In the records below, find each line with the word "NewRental" and copy it.

**RECORDS TO USE:**
__________

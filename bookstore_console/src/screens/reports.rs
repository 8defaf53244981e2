use futures_util::future::try_join;

use bookstore_repository::api::{RecentTransaction, SalesSummary};

use crate::ConsoleContext;

/// Daily sales summary and the latest transactions, shown as the server returns them
#[derive(Default)]
pub struct ReportsScreen {
    summary: Vec<SalesSummary>,
    recent: Vec<RecentTransaction>,
}

impl ReportsScreen {
    pub async fn load(&mut self, ctx: &ConsoleContext) {
        let backend = ctx.backend.as_ref();
        match try_join(backend.sales_summary(), backend.recent_transactions()).await {
            Ok((summary, recent)) => {
                self.summary = summary;
                self.recent = recent;
            }
            Err(err) => tracing::error!("Error loading reports: {:#}", err),
        }
    }

    pub fn summary(&self) -> &[SalesSummary] {
        &self.summary
    }

    pub fn recent_transactions(&self) -> &[RecentTransaction] {
        &self.recent
    }
}

#[cfg(test)]
mod reports_tests {
    use bookstore_repository::api::{NewRental, NewSale, TransactionType};
    use bookstore_repository::bookstore_repository::BookstoreRepository;

    use super::*;
    use crate::test_support::{context, RecordingInteraction, RepositoryBackend};

    #[tokio::test]
    async fn test_reports_show_server_order() {
        let backend = RepositoryBackend::seeded().await;
        let ctx = context(&backend, &RecordingInteraction::consenting(true));
        let alef = backend.book_id("Alef").await;
        let customer_id = backend.repository.list_customers().await.unwrap()[0].customer_id;
        let employee_id = backend.repository.list_employees().await.unwrap()[0].employee_id;

        backend
            .repository
            .create_sale(NewSale {
                customer_id,
                employee_id,
                book_id: alef,
                quantity: 1,
            })
            .await
            .unwrap();
        backend
            .repository
            .create_rental(NewRental {
                customer_id,
                employee_id,
                book_id: alef,
                days: 4,
                quantity: 1,
            })
            .await
            .unwrap();

        let mut screen = ReportsScreen::default();
        screen.load(&ctx).await;

        assert_eq!(screen.summary().len(), 1);
        assert_eq!(screen.summary()[0].total_sales, 50.0);
        assert_eq!(screen.summary()[0].number_of_sales, 1);

        let expected = backend.repository.recent_transactions(10).await.unwrap();
        assert_eq!(screen.recent_transactions(), expected.as_slice());
        let types: Vec<TransactionType> = screen
            .recent_transactions()
            .iter()
            .map(|transaction| transaction.transaction_type)
            .collect();
        assert!(types.contains(&TransactionType::Sale));
        assert!(types.contains(&TransactionType::Rental));
    }

    #[tokio::test]
    async fn test_failed_load_keeps_previous_reports() {
        let backend = RepositoryBackend::seeded().await;
        let ctx = context(&backend, &RecordingInteraction::consenting(true));
        let mut screen = ReportsScreen::default();

        backend.fail_loads(true);
        screen.load(&ctx).await;
        assert!(screen.summary().is_empty());
        assert!(screen.recent_transactions().is_empty());
    }
}
use anyhow::{bail, Context};
use reqwest::{Response, StatusCode};
use reqwest_middleware::{ClientBuilder, ClientWithMiddleware};
use reqwest_tracing::TracingMiddleware;
use serde::de::DeserializeOwned;

use crate::api::{
    Book, BookId, BookPatch, Category, CategoryId, CategoryPatch, Customer, CustomerId,
    CustomerPatch, Employee, NewBook, NewCategory, NewCustomer, NewRental, NewSale,
    RecentTransaction, Rental, RentalId, Sale, SalesSummary,
};

/// Client of the bookstore REST api, every call is a single request under `{url}/api`
pub struct BookstoreApiClient {
    url: String,
    client: ClientWithMiddleware,
}

/// Parses the body of a successful response, or fails with the error message sent by the server
async fn parse_response<T: DeserializeOwned>(response: Response, action: &str) -> anyhow::Result<T> {
    if response.status().is_success() {
        response
            .json()
            .await
            .with_context(|| format!("Failed to parse response to {action}"))
    } else {
        let status = response.status();
        let error: String = response.json().await.unwrap_or_default();
        bail!("Failed to {} ({}) {}", action, status, error)
    }
}

async fn expect_success(response: Response, action: &str) -> anyhow::Result<()> {
    if response.status().is_success() {
        Ok(())
    } else {
        let status = response.status();
        let error: String = response.json().await.unwrap_or_default();
        bail!("Failed to {} ({}) {}", action, status, error)
    }
}

impl BookstoreApiClient {
    pub fn new(url: &str) -> anyhow::Result<Self> {
        let reqwest_client = reqwest::Client::builder()
            .build()
            .context("Failed to build reqwest client")?;
        let client = ClientBuilder::new(reqwest_client)
            // Insert the tracing middleware
            .with(TracingMiddleware::default())
            .build();

        Ok(Self {
            url: url.trim_end_matches('/').to_string(),
            client,
        })
    }

    fn endpoint(&self, path: &str) -> String {
        format!("{}/api{}", self.url, path)
    }

    /// Calls GET /api/books endpoint
    pub async fn list_books(&self) -> anyhow::Result<Vec<Book>> {
        let response = self.client.get(self.endpoint("/books")).send().await?;
        parse_response(response, "list books").await
    }

    /// Calls GET /api/books/{book_id} endpoint
    /// Returns None if the book is not in the store
    pub async fn get_book(&self, book_id: BookId) -> anyhow::Result<Option<Book>> {
        let response = self
            .client
            .get(self.endpoint(&format!("/books/{book_id}")))
            .send()
            .await?;
        if response.status() == StatusCode::NOT_FOUND {
            Ok(None)
        } else {
            parse_response(response, "get book").await.map(Some)
        }
    }

    /// Calls POST /api/books endpoint, returns the stored book
    pub async fn add_book(&self, book: &NewBook) -> anyhow::Result<Book> {
        let response = self
            .client
            .post(self.endpoint("/books"))
            .json(book)
            .send()
            .await?;
        parse_response(response, "add book").await
    }

    /// Calls PATCH /api/books/{book_id} endpoint
    pub async fn update_book(&self, book_id: BookId, patch: &BookPatch) -> anyhow::Result<Book> {
        let response = self
            .client
            .patch(self.endpoint(&format!("/books/{book_id}")))
            .json(patch)
            .send()
            .await?;
        parse_response(response, "update book").await
    }

    /// Calls DELETE /api/books/{book_id} endpoint
    pub async fn delete_book(&self, book_id: BookId) -> anyhow::Result<()> {
        let response = self
            .client
            .delete(self.endpoint(&format!("/books/{book_id}")))
            .send()
            .await?;
        expect_success(response, "delete book").await
    }

    /// Calls GET /api/categories endpoint
    pub async fn list_categories(&self) -> anyhow::Result<Vec<Category>> {
        let response = self.client.get(self.endpoint("/categories")).send().await?;
        parse_response(response, "list categories").await
    }

    /// Calls POST /api/categories endpoint
    pub async fn add_category(&self, category: &NewCategory) -> anyhow::Result<Category> {
        let response = self
            .client
            .post(self.endpoint("/categories"))
            .json(category)
            .send()
            .await?;
        parse_response(response, "add category").await
    }

    /// Calls PATCH /api/categories/{category_id} endpoint
    pub async fn update_category(
        &self,
        category_id: CategoryId,
        patch: &CategoryPatch,
    ) -> anyhow::Result<Category> {
        let response = self
            .client
            .patch(self.endpoint(&format!("/categories/{category_id}")))
            .json(patch)
            .send()
            .await?;
        parse_response(response, "update category").await
    }

    /// Calls DELETE /api/categories/{category_id} endpoint
    pub async fn delete_category(&self, category_id: CategoryId) -> anyhow::Result<()> {
        let response = self
            .client
            .delete(self.endpoint(&format!("/categories/{category_id}")))
            .send()
            .await?;
        expect_success(response, "delete category").await
    }

    /// Calls GET /api/customers endpoint
    pub async fn list_customers(&self) -> anyhow::Result<Vec<Customer>> {
        let response = self.client.get(self.endpoint("/customers")).send().await?;
        parse_response(response, "list customers").await
    }

    /// Calls POST /api/customers endpoint
    pub async fn add_customer(&self, customer: &NewCustomer) -> anyhow::Result<Customer> {
        let response = self
            .client
            .post(self.endpoint("/customers"))
            .json(customer)
            .send()
            .await?;
        parse_response(response, "add customer").await
    }

    /// Calls PATCH /api/customers/{customer_id} endpoint
    pub async fn update_customer(
        &self,
        customer_id: CustomerId,
        patch: &CustomerPatch,
    ) -> anyhow::Result<Customer> {
        let response = self
            .client
            .patch(self.endpoint(&format!("/customers/{customer_id}")))
            .json(patch)
            .send()
            .await?;
        parse_response(response, "update customer").await
    }

    /// Calls DELETE /api/customers/{customer_id} endpoint
    pub async fn delete_customer(&self, customer_id: CustomerId) -> anyhow::Result<()> {
        let response = self
            .client
            .delete(self.endpoint(&format!("/customers/{customer_id}")))
            .send()
            .await?;
        expect_success(response, "delete customer").await
    }

    /// Calls GET /api/employees endpoint
    pub async fn list_employees(&self) -> anyhow::Result<Vec<Employee>> {
        let response = self.client.get(self.endpoint("/employees")).send().await?;
        parse_response(response, "list employees").await
    }

    /// Calls GET /api/sales endpoint
    pub async fn list_sales(&self) -> anyhow::Result<Vec<Sale>> {
        let response = self.client.get(self.endpoint("/sales")).send().await?;
        parse_response(response, "list sales").await
    }

    /// Calls POST /api/sales endpoint
    /// Total price is computed by the server
    pub async fn create_sale(&self, sale: &NewSale) -> anyhow::Result<Sale> {
        let response = self
            .client
            .post(self.endpoint("/sales"))
            .json(sale)
            .send()
            .await?;
        parse_response(response, "create sale").await
    }

    /// Calls GET /api/rentals endpoint
    pub async fn list_rentals(&self) -> anyhow::Result<Vec<Rental>> {
        let response = self.client.get(self.endpoint("/rentals")).send().await?;
        parse_response(response, "list rentals").await
    }

    /// Calls POST /api/rentals endpoint
    pub async fn create_rental(&self, rental: &NewRental) -> anyhow::Result<Rental> {
        let response = self
            .client
            .post(self.endpoint("/rentals"))
            .json(rental)
            .send()
            .await?;
        parse_response(response, "create rental").await
    }

    /// Calls PUT /api/rentals/{rental_id}/return endpoint
    pub async fn return_rental(&self, rental_id: RentalId) -> anyhow::Result<Rental> {
        let response = self
            .client
            .put(self.endpoint(&format!("/rentals/{rental_id}/return")))
            .send()
            .await?;
        parse_response(response, "return rental").await
    }

    /// Calls GET /api/reports/sales-summary endpoint
    pub async fn sales_summary(&self) -> anyhow::Result<Vec<SalesSummary>> {
        let response = self
            .client
            .get(self.endpoint("/reports/sales-summary"))
            .send()
            .await?;
        parse_response(response, "get sales summary").await
    }

    /// Calls GET /api/reports/recent-transactions endpoint
    pub async fn recent_transactions(&self) -> anyhow::Result<Vec<RecentTransaction>> {
        let response = self
            .client
            .get(self.endpoint("/reports/recent-transactions"))
            .send()
            .await?;
        parse_response(response, "get recent transactions").await
    }

    /// Calls POST /api/database/initialize endpoint
    pub async fn initialize_database(&self) -> anyhow::Result<Vec<Employee>> {
        let response = self
            .client
            .post(self.endpoint("/database/initialize"))
            .send()
            .await?;
        parse_response(response, "initialize database").await
    }
}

__________

**ANSWER:**
    use bookstore_repository::api::{NewRental, NewSale, TransactionType};
            .create_rental(NewRental {
    CustomerPatch, Employee, NewBook, NewCategory, NewCustomer, NewRental, NewSale,
    pub async fn create_rental(&self, rental: &NewRental) -> anyhow::Result<Rental> {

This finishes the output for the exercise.